I look at all the work that has been done so far and there always seems to be one or two small corners left un-done. So, when I built the closet under the stairs I was determined to stick with the room until it was totally finished – floor, trim, paint, lighting and shelving. This job was part of the beginning of the work to fit a toilet under the stairs and move the washer and dryer into a utility/shower room.

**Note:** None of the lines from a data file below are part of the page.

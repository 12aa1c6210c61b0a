//! 结果导出
//!
//! 每个 (种子, 节点) 一条记录：`seed,time,elapsed_ns,node,<统计量...>`，
//! 统计量顺序即 `Stat::ALL`。浮点数按最短可还原形式输出，导入后逐字段相等。

use std::time::Duration;

use crate::error::InputError;
use crate::sim::{NodeResult, RunResult};
use crate::stats::{STAT_COUNT, Stat};

const PREFIX: [&str; 4] = ["seed", "time", "elapsed_ns", "node"];

/// 表头行
pub fn header() -> String {
    PREFIX
        .iter()
        .copied()
        .chain(Stat::ALL.iter().map(|s| s.name()))
        .collect::<Vec<_>>()
        .join(",")
}

/// 一条扁平记录
#[derive(Debug, Clone, PartialEq)]
pub struct Record {
    pub seed: u64,
    pub time: f64,
    pub elapsed: Duration,
    pub node: String,
    pub values: [f64; STAT_COUNT],
}

impl Record {
    pub fn to_line(&self) -> String {
        let mut fields = vec![
            self.seed.to_string(),
            self.time.to_string(),
            self.elapsed.as_nanos().to_string(),
            self.node.clone(),
        ];
        fields.extend(self.values.iter().map(f64::to_string));
        fields.join(",")
    }

    /// 解析一行；`line` 为行号（从 1 开始），用于报错。
    pub fn parse(line: usize, text: &str) -> Result<Self, InputError> {
        let err = |token: &str, reason: &str| InputError::Record {
            line,
            token: token.to_string(),
            reason: reason.to_string(),
        };
        let fields: Vec<&str> = text.split(',').collect();
        if fields.len() != PREFIX.len() + STAT_COUNT {
            return Err(err(
                text,
                &format!(
                    "expected {} fields, got {}",
                    PREFIX.len() + STAT_COUNT,
                    fields.len()
                ),
            ));
        }
        let seed = fields[0]
            .parse::<u64>()
            .map_err(|_| err(fields[0], "invalid seed"))?;
        let time = fields[1]
            .parse::<f64>()
            .map_err(|_| err(fields[1], "invalid time"))?;
        let elapsed = fields[2]
            .parse::<u64>()
            .map_err(|_| err(fields[2], "invalid elapsed_ns"))?;
        let node = fields[3];
        if node.is_empty() {
            return Err(err(node, "empty node name"));
        }
        let mut values = [0.0; STAT_COUNT];
        for (i, (v, token)) in values.iter_mut().zip(&fields[PREFIX.len()..]).enumerate() {
            *v = token
                .parse::<f64>()
                .map_err(|_| err(*token, &format!("invalid value for {}", Stat::ALL[i])))?;
        }
        Ok(Self {
            seed,
            time,
            elapsed: Duration::from_nanos(elapsed),
            node: node.to_string(),
            values,
        })
    }
}

/// 一次仿真展开为记录
pub fn records(run: &RunResult) -> Vec<Record> {
    run.nodes
        .iter()
        .map(|n| Record {
            seed: run.seed,
            time: run.time,
            // 超出 u64 纳秒（约 584 年）的耗时按饱和处理
            elapsed: Duration::from_nanos(u64::try_from(run.elapsed.as_nanos()).unwrap_or(u64::MAX)),
            node: n.name.clone(),
            values: Stat::values(&n.stats),
        })
        .collect()
}

/// 导出为 CSV 文本（含表头）。节点名不能含 `,`、`"` 或换行。
pub fn to_csv(runs: &[RunResult]) -> Result<String, InputError> {
    let mut out = header();
    out.push('\n');
    for run in runs {
        for rec in records(run) {
            if rec.node.contains([',', '"', '\n', '\r']) {
                return Err(InputError::Record {
                    line: 0,
                    token: rec.node,
                    reason: "node name cannot be stored in a record".to_string(),
                });
            }
            out.push_str(&rec.to_line());
            out.push('\n');
        }
    }
    Ok(out)
}

/// 从 CSV 文本还原结果。种子改变或节点名重复时开始新的一次仿真。
pub fn from_csv(text: &str) -> Result<Vec<RunResult>, InputError> {
    let mut lines = text.lines().enumerate().filter(|(_, l)| !l.trim().is_empty());
    let expected = header();
    match lines.next() {
        Some((_, h)) if h.trim() == expected => {}
        Some((i, h)) => {
            let token = h
                .split(',')
                .zip(expected.split(','))
                .find(|(got, want)| got.trim() != *want)
                .map_or(h, |(got, _)| got);
            return Err(InputError::Record {
                line: i + 1,
                token: token.to_string(),
                reason: "unexpected header".to_string(),
            });
        }
        None => return Ok(Vec::new()),
    }

    let mut runs: Vec<RunResult> = Vec::new();
    for (i, line) in lines {
        let rec = Record::parse(i + 1, line.trim_end_matches('\r'))?;
        let starts_new = match runs.last() {
            Some(run) => run.seed != rec.seed || run.node(&rec.node).is_some(),
            None => true,
        };
        if starts_new {
            runs.push(RunResult {
                seed: rec.seed,
                time: rec.time,
                elapsed: rec.elapsed,
                nodes: Vec::new(),
            });
        }
        if let Some(run) = runs.last_mut() {
            run.nodes.push(NodeResult {
                name: rec.node,
                stats: Stat::from_values(&rec.values),
            });
        }
    }
    Ok(runs)
}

The most difficult part of this job was removing the brick wall from underneath the staircase. This wall had a buckle in it near the bottom. Due to space limitations I couldn’t just knock it down. So, I started brick by brick. After a few layers of brick came off the top gravity (because of the buckle) took over and it fell on me and my ladder. The ladder was at such an angle that it started to head for the electrical panel. To save myself from being part of an electrical event and as I had two hammers, one in each hand, I decided that space limitations aside, it was best to just start smashing and keep the ladder up right. After the noise died down a bit, there was the customary call from Elizabeth – “Are you OK”?. In hindsight, I suppose that some temporary bracing would have helped. One has to realize that demolition is a very tricky business, it is not all just smash and crash.

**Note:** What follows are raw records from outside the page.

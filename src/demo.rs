//! 示例网络
//!
//! 两个参考网络的构建函数，供二进制和测试共用。

use crate::dist::Distribution;
use crate::error::ConfigError;
use crate::net::{Net, NodeConfig};

/// 默认的源节点到达上限
pub const DEFAULT_SPAWN_LIMIT: u64 = 10_000;

/// 源 → 单服务台队列
///
/// 源节点按 λ = 1/4.5 的指数间隔生成 `limit` 个作业；
/// 队列服务时间为 Normal(3.2, 0.6)。
pub fn build_two_node(limit: u64) -> Result<Net, ConfigError> {
    let mut net = Net::new();
    net.add_node(NodeConfig::limited_source(
        "Source",
        Distribution::exponential(1.0 / 4.5),
        limit,
    ))?;
    net.add_node(NodeConfig::queue(
        "Queue",
        1,
        Distribution::normal(3.2, 0.6),
    ))?;
    net.connect("Source", "Queue", 1.0)?;
    Ok(net)
}

/// 源 → 服务 1 → 服务 2（可能停机）
///
/// λ = 1.5 的源，两个指数服务节点（速率 2.0 和 3.5）；
/// 最后一个节点每次离开后有 10% 概率停机 Exp(10.0) 时长。
pub fn build_three_node(limit: u64) -> Result<Net, ConfigError> {
    let mut net = Net::new();
    net.add_node(NodeConfig::limited_source(
        "Source",
        Distribution::exponential(1.5),
        limit,
    ))?;
    net.add_node(NodeConfig::queue("Service1", 1, Distribution::exponential(2.0)))?;
    net.add_node(
        NodeConfig::queue("Service2", 1, Distribution::exponential(3.5)).with_unavailable(
            Distribution::unavailable_time(0.1, Distribution::exponential(10.0)),
        ),
    )?;
    net.connect("Source", "Service1", 1.0)?;
    net.connect("Service1", "Service2", 1.0)?;
    Ok(net)
}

Anyway, I also developed a nifty trick for insulating the large hole in the floor where all the wiring comes through from the basement to the electrical panel. Looking at it, I knew that this hole would constantly leak cold from the basement. So, instead of trying to insulate around each wire, or as I have commonly seen, point a spray bomb of foam at it, I built a wood box to fit underneath it between the joist spaces. Now each wire comes into this box and then through to the electrical panel. Each wire enters the box underneath by its own separate tiny hole, which I then silicone around to seal out air leakage. The box itself is also sealed between the floor joists so it doesn’t leak air either. Cool eh?